The q1 returns first filtered element with largest 'a' column, q2 -
first with smallest 'a'.

So, I guess my question is still valid.

On 6 Bir, 17:49, Adrian von Bidder <avbid...@fortytwo.ch> wrote:
> On Saturday 06 June 2009 14.18:33 naktinis wrote:
>
> > I want to use union on two queries, which have different order:
> > q1 = Thing.query().order_by(Thing.a)
> > q2 = Thing.query().order_by(Thing.b)
> > q = q1.union(q2).all()
>
> SQL doesn't work as you think it does here.
>
> A UNION does not concatenate the results of the two queries, but is allowed
> to return the result in any order.  ORDER BY can *then* be applied to the
> end result of your union.  So even if you use subqueries, the order by in
> the subqueries might just be ignored.
>
> This is to allow the SQL query planner to be clever while building the union
> (perhaps a large union over two queries over the same table: if both queries
> require a table scan over the large table, the planner might decide to build
> the union by scanning the table only once while running both queries in
> parallel, so the table is loaded from disk once insead of twice.  The UNION
> would then contain the resulting rows in more or less random order.)
>
> But I digress.
>
> What you want to do is something like:
>
> SELECT 1 as COL1, ... FROM ...
> UNION
> SELECT 2 as COL1, ... FROM ...
> ORDER BY COL1, ...
>
> cheers
> -- vbi
>
> > But after this query I get MySQL error message "Incorrect usage of
> > UNION and ORDER BY".
>
> > I guess that this could be because having "SELECT ... UNION SELECT ...
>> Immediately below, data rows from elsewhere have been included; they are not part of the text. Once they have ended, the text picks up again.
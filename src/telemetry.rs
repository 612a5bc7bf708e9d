use crate::config::{LogFormat, TelemetryConfig};
use opentelemetry::{KeyValue, global};
use opentelemetry_otlp::WithExportConfig;
use opentelemetry_sdk::{
    Resource,
    metrics::{PeriodicReader, SdkMeterProvider},
    propagation::TraceContextPropagator,
    trace::SdkTracerProvider,
};
use opentelemetry_semantic_conventions::resource::{SERVICE_NAME, SERVICE_VERSION};
use tracing_opentelemetry::OpenTelemetryLayer;
use tracing_subscriber::{EnvFilter, Registry, layer::SubscriberExt, util::SubscriberInitExt};

const SERVICE: &str = "formrelay-server";

/// Keeps the OTLP providers alive. Call `shutdown` before exit to flush.
#[derive(Debug, Default)]
#[must_use]
pub struct TelemetryGuard {
    tracer_provider: Option<SdkTracerProvider>,
    meter_provider: Option<SdkMeterProvider>,
}

impl TelemetryGuard {
    pub fn shutdown(self) {
        if let Some(provider) = self.tracer_provider
            && let Err(e) = provider.shutdown()
        {
            tracing::warn!(error = %e, "Failed to flush traces");
        }
        if let Some(provider) = self.meter_provider
            && let Err(e) = provider.shutdown()
        {
            tracing::warn!(error = %e, "Failed to flush metrics");
        }
    }
}

fn env_filter() -> EnvFilter {
    EnvFilter::try_from_default_env().unwrap_or_else(|_| EnvFilter::new("info,hyper=warn,lettre=warn"))
}

/// Installs the global tracing subscriber and, when an OTLP endpoint is
/// configured, the trace and metric exporters.
///
/// # Errors
/// Returns an error if an OTLP exporter cannot be built or a subscriber is already installed.
pub fn init_telemetry(config: &TelemetryConfig) -> anyhow::Result<TelemetryGuard> {
    let registry = Registry::default().with(env_filter());
    let mut guard = TelemetryGuard::default();

    let otel_layer = if let Some(endpoint) = &config.otlp_endpoint {
        let resource = Resource::builder()
            .with_attributes(vec![
                KeyValue::new(SERVICE_NAME, SERVICE),
                KeyValue::new(SERVICE_VERSION, env!("CARGO_PKG_VERSION")),
            ])
            .build();

        global::set_text_map_propagator(TraceContextPropagator::new());

        let tracer_provider = SdkTracerProvider::builder()
            .with_resource(resource.clone())
            .with_batch_exporter(
                opentelemetry_otlp::SpanExporter::builder().with_tonic().with_endpoint(endpoint.clone()).build()?,
            )
            .build();
        let tracer = opentelemetry::trace::TracerProvider::tracer(&tracer_provider, SERVICE);
        global::set_tracer_provider(tracer_provider.clone());

        let exporter =
            opentelemetry_otlp::MetricExporter::builder().with_tonic().with_endpoint(endpoint.clone()).build()?;
        let meter_provider = SdkMeterProvider::builder()
            .with_resource(resource)
            .with_reader(PeriodicReader::builder(exporter).build())
            .build();
        global::set_meter_provider(meter_provider.clone());

        guard = TelemetryGuard { tracer_provider: Some(tracer_provider), meter_provider: Some(meter_provider) };
        Some(OpenTelemetryLayer::new(tracer))
    } else {
        None
    };

    let registry = registry.with(otel_layer);
    match config.log_format {
        LogFormat::Text => registry.with(tracing_subscriber::fmt::layer()).try_init()?,
        LogFormat::Json => registry.with(tracing_subscriber::fmt::layer().json()).try_init()?,
    }

    Ok(guard)
}

/// Test subscriber writing through the test harness. Safe to call repeatedly.
pub fn init_test_telemetry() {
    let _ = Registry::default().with(env_filter()).with(tracing_subscriber::fmt::layer().with_test_writer()).try_init();
}
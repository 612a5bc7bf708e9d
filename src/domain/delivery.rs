use serde::{Deserialize, Serialize};

/// Outcome of a single delivery attempt. Never an error: failures are values.
#[derive(Debug, Clone, PartialEq, Eq)]
pub enum DeliveryResult {
    Delivered { transport_id: String },
    Failed { reason: String },
}

impl DeliveryResult {
    #[must_use]
    pub const fn is_delivered(&self) -> bool {
        matches!(self, Self::Delivered { .. })
    }
}

/// Which path produced (or simulated) the reported success.
#[derive(Debug, Clone, Copy, PartialEq, Eq, Serialize, Deserialize)]
#[serde(rename_all = "kebab-case")]
pub enum DeliveryMethod {
    Primary,
    Fallback,
    AdminOnly,
    Mocked,
}

impl DeliveryMethod {
    #[must_use]
    pub const fn as_str(self) -> &'static str {
        match self {
            Self::Primary => "primary",
            Self::Fallback => "fallback",
            Self::AdminOnly => "admin-only",
            Self::Mocked => "mocked",
        }
    }
}

/// Where a delivery run enters the fallback sequence.
#[derive(Debug, Clone, Copy, PartialEq, Eq)]
pub enum PolicyEntry {
    Primary,
    Secondary,
}

#[derive(Debug, Clone, PartialEq, Eq)]
pub struct SubmissionOutcome {
    pub accepted: bool,
    pub transport_id: String,
    pub method: DeliveryMethod,
    pub note: Option<String>,
    pub attempts: u8,
}

impl SubmissionOutcome {
    #[must_use]
    pub const fn is_mocked(&self) -> bool {
        matches!(self.method, DeliveryMethod::Mocked)
    }
}
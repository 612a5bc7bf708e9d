use thiserror::Error;

pub mod amadeus;

pub use amadeus::AmadeusClient;

#[derive(Error, Debug)]
pub enum LookupError {
    #[error("Token exchange failed with status {0}")]
    Token(reqwest::StatusCode),
    #[error("Location search failed with status {0}")]
    Search(reqwest::StatusCode),
    #[error("Upstream request failed: {0}")]
    Http(#[from] reqwest::Error),
}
> > ORDER BY B", it is not clear whether the second subquery or both
> > queries should be ordered using B criteria. I think this can be solved
> > by adding brackets to each of the subquery: "(SELECT ...) UNION
> > (SELECT ...)".
>
> > Is there any way to create this query using SQLAlchemy ORM?
>
> > I am using SQLAlchemy 0.5.4.
>
> --
> Vertrauen ist gut.  Anwalt ist saugeil.